E analisti ed esperti non sono gli unici a temere il peggio. In un sondaggio condotto da Fitch durante la conferenza, il 30% dei manager di fondi interpellati ha detto di aspettarsi diversi default tra gli Stati dell’Est mentre l’11% si aspetta un default sistemico e generale. Occorre ricordare che le banche europee sono esposte per 1,6 trilioni di euro nella regione con Austria, Belgio, Svezia e Olanda tra i capofila: la scorsa settimana il crollo del lat lettone ha messo in allarme la Svezia, costretta a chiedere un prestito d’emergenza alla Bce ma le situazioni che contemplano grandi accumulazioni di perdite stanno ora colpendo anche Ungheria, i Balcani, la Russia e la Turchia.
Quindi, non solo la Lettonia rischia grosso. Per James Watson, direttore di Fitch a Mosca, ad esempio «la sopravvivenza della maggior parte delle banche private in Ucraina è a fortissimo rischio» ma l’agenzia di rating ha già dato vita a simulazione riguardo il cosiddetto “worst case scenario” ed è emerso che la Russia accumulerebbe perdite per 135 miliardi di euro, l’Ucraina per 46 miliardi e il Kazakistan per 38 miliardi.

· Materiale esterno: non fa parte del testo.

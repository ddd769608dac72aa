//! afkbot: keeps one Minecraft account online on one server.
//!
//! # Usage
//!
//! ```bash
//! afkbot --settings settings.json --log-level info
//! ```
//!
//! Environment variables can also be used:
//! - `AFKBOT_SETTINGS`: Path to the settings file
//! - `AFKBOT_WEB_ADDR`: Status page address
//! - `RUST_LOG`: Log filter (wins over `--log-level`)

use afkbot::config::{Config, Settings};
use afkbot::observability::http::{bind_status_server, serve_status, StatusState};
use afkbot::observability::metrics::init_metrics;
use afkbot::observability::tracing::init_tracing;
use afkbot::reconnect::Controller;
use afkbot::shutdown::shutdown_on_signal;
use afkbot::transport::dry_run::DryRunTransport;
use anyhow::Context;
use std::sync::Arc;
use std::time::Duration;

/// How long shutdown waits for the controller to close its session.
const STOP_TIMEOUT: Duration = Duration::from_secs(5);

/// Print startup banner with version and configuration.
fn print_banner(config: &Config, settings: &Settings) {
    let version = env!("CARGO_PKG_VERSION");
    let web = if config.no_web {
        "disabled".to_string()
    } else {
        config.web_addr.to_string()
    };
    eprintln!(
        r#"
      _    _____ _  __  ____        _
     / \  |  ___| |/ / | __ )  ___ | |_
    / _ \ | |_  | ' /  |  _ \ / _ \| __|
   / ___ \|  _| | . \  | |_) | (_) | |_
  /_/   \_\_|   |_|\_\ |____/ \___/ \__|

  afkbot v{}

  Configuration:
    Server:     {} ({})
    Version:    {}
    Username:   {}
    Status:     {}
    Log Level:  {}

  Press Ctrl+C to shutdown gracefully.
"#,
        version,
        settings.address(),
        settings.server.edition,
        settings.version(),
        settings.bot_account.username,
        web,
        config.log_level
    );
}

#[tokio::main(flavor = "current_thread")]
async fn main() -> anyhow::Result<()> {
    let config = Config::parse_args();

    init_tracing("afkbot", &config.log_level);
    init_metrics();

    let settings = Settings::load(&config.settings)
        .with_context(|| format!("failed to load settings from {}", config.settings.display()))?;

    print_banner(&config, &settings);

    let mut shutdown_rx = shutdown_on_signal();

    let listener = if config.no_web {
        None
    } else {
        let listener = bind_status_server(config.web_addr)
            .await
            .with_context(|| format!("failed to bind status page on {}", config.web_addr))?;
        Some(listener)
    };

    let transport = Arc::new(DryRunTransport::new(Duration::from_millis(config.dry_run_handshake_ms)));
    let handle = Controller::spawn(settings.controller_config(), transport);

    let mut web = listener.map(|listener| {
        let state = StatusState {
            server: settings.address(),
            version: settings.version(),
            status: handle.watch(),
        };
        tokio::spawn(serve_status(listener, state, shutdown_rx.clone()))
    });

    handle.start();

    // Run until a signal arrives or the status page dies.
    let web_result = match web.as_mut() {
        Some(task) => tokio::select! {
            _ = shutdown_rx.changed() => None,
            result = task => Some(result),
        },
        None => {
            let _ = shutdown_rx.changed().await;
            None
        }
    };

    handle.stop();
    if tokio::time::timeout(STOP_TIMEOUT, handle.wait_for(|s| s.phase.is_terminal()))
        .await
        .is_err()
    {
        tracing::warn!("Controller did not stop in time");
    }

    match web_result {
        Some(result) => {
            let served = result.context("status page task panicked")?;
            if let Err(e) = &served {
                tracing::error!(error = %e, "Status page failed");
            }
            served.context("status page failed")?;
        }
        None => {
            if let Some(task) = web {
                task.await
                    .context("status page task panicked")?
                    .context("status page failed")?;
            }
        }
    }

    tracing::info!("afkbot shutdown complete");
    Ok(())
}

Nella migliore delle ipotesi di scenario, invece, le perdite per questi tre stati sarebbero di “soli” 122 miliardi. Tanto più che quest’anno dovranno rifinanziare il debito estero per 145 miliardi e pagare gli interessi attraverso un rublo completamente svalutato. La grande paura, al di là delle devastanti conseguenze finanziarie, è però per la stabilità politica di quei paesi in caso di crisi: «C’è un limite alle sofferenze che una democrazia può sopportare», ha dichiarato Edward Parker, capo del dipartimento per l’Europa dell’Est di Fitch. Come dire, la tentazione populistica della rivolta e della destabilizzazione in chiave autoritaria, nazionalista e fortemente anti-europea è dietro l’angolo se non si interviene.
Non è un caso che la Russia abbia subito spedito un pesante segnale al mercato globale dei bond avvertendo che la propria Banca centrale intende tagliare la percentuale di titoli del Treasury Usa, il debito statunitense, presente nelle proprie riserve. La guerra fredda, a volte, può proseguire con altri metodi. Meno bellicosi ma certamente non meno pericolosi per la stabilità globale: è la geo-finanza, occorrerà imparare a conoscerla e conviverci poiché sarà l’arma di distruzione di massa del futuro.